A year ago, the Redskins and Tampa Bay Buccaneers played two games that appeared to sow the seeds of a rivalry. In the first, on Nov. 13, 2005, the Redskins lost 36-35 when Tampa fullback Mike Alstott powered a controversial two-point conversion into the end zone with 54 seconds remaining.
In the playoffs, the Redskins barely moved the ball but beat the Bucs in Tampa, 17-10, when Brunell threw for 41 yards, but Marcus Washington and LaVar Arrington both intercepted passes and Sean Taylor returned a fumble 51 yards for a touchdown.
"Last year both teams were, I won't say spectacular, but we were gritty teams that knew how to win football games. In all reality, those same types of games that we won last year and Washington won last year, we are finding ways to lose them," Tampa Bay cornerback Ronde Barber said. "That is really the difference. Neither team was really exciting last year in the way that we won football games, but we just won. I think it has come back to haunt us both."

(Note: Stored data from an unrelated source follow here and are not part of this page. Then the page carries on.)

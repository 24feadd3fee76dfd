// Annotated copies of the source datasets with a match-identifier column

use std::path::{Path, PathBuf};

use reclink_io::csv::CsvDatasetWriter;
use reclink_io::{Column, Dataset, FieldLayout};
use serde::Serialize;

use crate::error::OutputError;
use crate::match_id::{assign, MembershipIndex};
use crate::model::{LinkMode, RecordIdPair};

/// Field list of an annotated output dataset.
#[derive(Debug, Clone, PartialEq, Eq)]
pub struct AugmentedSchema {
    pub columns: Vec<Column>,
    /// True when the record identifier was not a declared field and had to
    /// be appended.
    pub adds_rec_ident: bool,
}

impl AugmentedSchema {
    /// Declared fields, then the record identifier (only if undeclared), then
    /// the match-identifier field, at consecutive offsets after the last
    /// declared field.
    pub fn derive(layout: &dyn FieldLayout, rec_ident: &str, match_id_field: &str) -> Self {
        let mut columns = layout.columns();
        let mut next = layout.next_offset();

        let adds_rec_ident = !layout.declares(rec_ident);
        if adds_rec_ident {
            columns.push(Column::new(rec_ident, next));
            next += 1;
        }
        columns.push(Column::new(match_id_field, next));

        Self { columns, adds_rec_ident }
    }

    pub fn match_id_column(&self) -> &Column {
        // derive() always appends it last
        &self.columns[self.columns.len() - 1]
    }
}

/// Result of writing one annotated dataset.
#[derive(Debug, Clone, Serialize)]
pub struct AnnotateSummary {
    pub path: PathBuf,
    pub description: String,
    pub records: usize,
    pub matched_records: usize,
    pub added_rec_ident: bool,
}

/// Stream `dataset` into a CSV copy at `output`, appending each record's
/// match identifiers (`;`-joined, empty when unmatched).
pub fn write_annotated(
    dataset: &dyn Dataset,
    index: &MembershipIndex,
    match_id_field: &str,
    output: &Path,
) -> Result<AnnotateSummary, OutputError> {
    if match_id_field.is_empty() {
        return Err(OutputError::Validation("match identifier field name is empty".into()));
    }

    let schema = AugmentedSchema::derive(dataset.layout(), dataset.rec_ident(), match_id_field);
    let description = format!("{} with match identifiers", dataset.description());

    // open the source first so a missing input leaves no output behind
    let records = dataset.records()?;
    let mut writer = CsvDatasetWriter::create(
        output,
        description.clone(),
        schema.columns.clone(),
        dataset.delimiter(),
        true,
    )?;

    let mut matched_records = 0;
    for record in records {
        let record = record?;
        let mut values = record.values;
        if schema.adds_rec_ident {
            values.push(record.rec_id.clone());
        }

        let mids = index.joined(&record.rec_id);
        if !mids.is_empty() {
            matched_records += 1;
        }
        values.push(mids);

        writer.write(&values)?;
    }

    let records = writer.finalise()?;

    Ok(AnnotateSummary {
        path: output.to_path_buf(),
        description,
        records,
        matched_records,
        added_rec_ident: schema.adds_rec_ident,
    })
}

/// A dataset to annotate and where its copy goes.
pub struct DatasetTarget<'a> {
    pub dataset: &'a dyn Dataset,
    pub match_id_field: &'a str,
    pub output: &'a Path,
}

/// Assign match identifiers and write annotated copies. A second target
/// means linkage (two copies); without one the run is a deduplication.
pub fn save_match_datasets<'a, I>(
    match_set: I,
    first: DatasetTarget<'_>,
    second: Option<DatasetTarget<'_>>,
) -> Result<Vec<AnnotateSummary>, OutputError>
where
    I: IntoIterator<Item = &'a RecordIdPair>,
{
    let mode = if second.is_some() { LinkMode::Linkage } else { LinkMode::Deduplication };
    let membership = assign(match_set, mode);

    let mut summaries = vec![write_annotated(
        first.dataset,
        membership.first(),
        first.match_id_field,
        first.output,
    )?];

    if let Some(second) = second {
        summaries.push(write_annotated(
            second.dataset,
            membership.second(),
            second.match_id_field,
            second.output,
        )?);
    }

    Ok(summaries)
}

#[cfg(test)]
mod tests {
    use std::collections::BTreeSet;

    use reclink_io::csv::CsvDataset;
    use reclink_io::{CsvFields, FixedWidthField, FixedWidthFields};

    use super::*;

    #[test]
    fn schema_keeps_declared_ident() {
        let layout = CsvFields(vec![Column::new("rec_id", 0), Column::new("surname", 1)]);
        let schema = AugmentedSchema::derive(&layout, "rec_id", "match_id");
        assert!(!schema.adds_rec_ident);
        assert_eq!(
            schema.columns,
            vec![Column::new("rec_id", 0), Column::new("surname", 1), Column::new("match_id", 2)]
        );
    }

    #[test]
    fn schema_appends_undeclared_ident_then_match_id() {
        let layout = CsvFields(vec![Column::new("surname", 0), Column::new("given", 4)]);
        let schema = AugmentedSchema::derive(&layout, "rec_id", "mid");
        assert!(schema.adds_rec_ident);
        assert_eq!(schema.columns.len(), 4);
        assert_eq!(schema.columns[2], Column::new("rec_id", 5));
        assert_eq!(schema.columns[3], Column::new("mid", 6));
        assert_eq!(schema.match_id_column(), &Column::new("mid", 6));
    }

    #[test]
    fn schema_for_fixed_width_uses_declaration_indices() {
        let layout = FixedWidthFields(vec![
            FixedWidthField { name: "surname".into(), width: 10 },
            FixedWidthField { name: "postcode".into(), width: 4 },
        ]);
        let schema = AugmentedSchema::derive(&layout, "rec_id", "match_id");
        assert_eq!(
            schema.columns,
            vec![
                Column::new("surname", 0),
                Column::new("postcode", 1),
                Column::new("rec_id", 2),
                Column::new("match_id", 3),
            ]
        );
    }

    #[test]
    fn deduplication_writes_one_annotated_copy() {
        let dir = tempfile::tempdir().unwrap();
        let src = dir.path().join("people.csv");
        std::fs::write(&src, "rec_id,surname\nr1,smith\nr2,smyth\nr3,smithe\nr4,jones\n").unwrap();
        let out = dir.path().join("people_mid.csv");

        let ds = CsvDataset::new(
            "people",
            &src,
            "rec_id",
            vec![Column::new("rec_id", 0), Column::new("surname", 1)],
        );
        let matches = BTreeSet::from([RecordIdPair::new("r1", "r2"), RecordIdPair::new("r2", "r3")]);

        let summaries = save_match_datasets(
            &matches,
            DatasetTarget { dataset: &ds, match_id_field: "match_id", output: &out },
            None,
        )
        .unwrap();

        assert_eq!(summaries.len(), 1);
        assert_eq!(summaries[0].records, 4);
        assert_eq!(summaries[0].matched_records, 3);
        assert_eq!(summaries[0].description, "people with match identifiers");

        let text = std::fs::read_to_string(&out).unwrap();
        let lines: Vec<&str> = text.lines().collect();
        assert_eq!(
            lines,
            vec![
                "rec_id,surname,match_id",
                "r1,smith,mid1",
                "r2,smyth,mid1;mid2",
                "r3,smithe,mid2",
                "r4,jones,",
            ]
        );
    }

    #[test]
    fn empty_match_field_is_rejected() {
        let ds = CsvDataset::new("x", "unused.csv", "id", vec![Column::new("id", 0)]);
        let err = write_annotated(&ds, &MembershipIndex::default(), "", Path::new("o.csv")).unwrap_err();
        assert!(matches!(err, OutputError::Validation(_)));
    }
}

This year, the Redskins are near the bottom in virtually every important defensive category and 2-7 Tampa Bay isn't far behind. The Redskins are 30th in total defense, while Tampa Bay is 26th. The Redskins are 32nd in sacks and interceptions, the Bucs are 31st and 30th, respectively.
"We are not getting a lot of pressure up front. Our blitz game, people are prepared for it. They are not letting us get to the quarterback like we have in the past years," Barber said. "It is unfortunate that is where we are this far into the season. It is not a lack of trying. We just have to get better at it if we expect to be as solid of a defense as we have been over the years." . . .
Practice was cut back yesterday because of the weather. . . .
Cornerback Shawn Springs (groin) did not practice for the second straight day.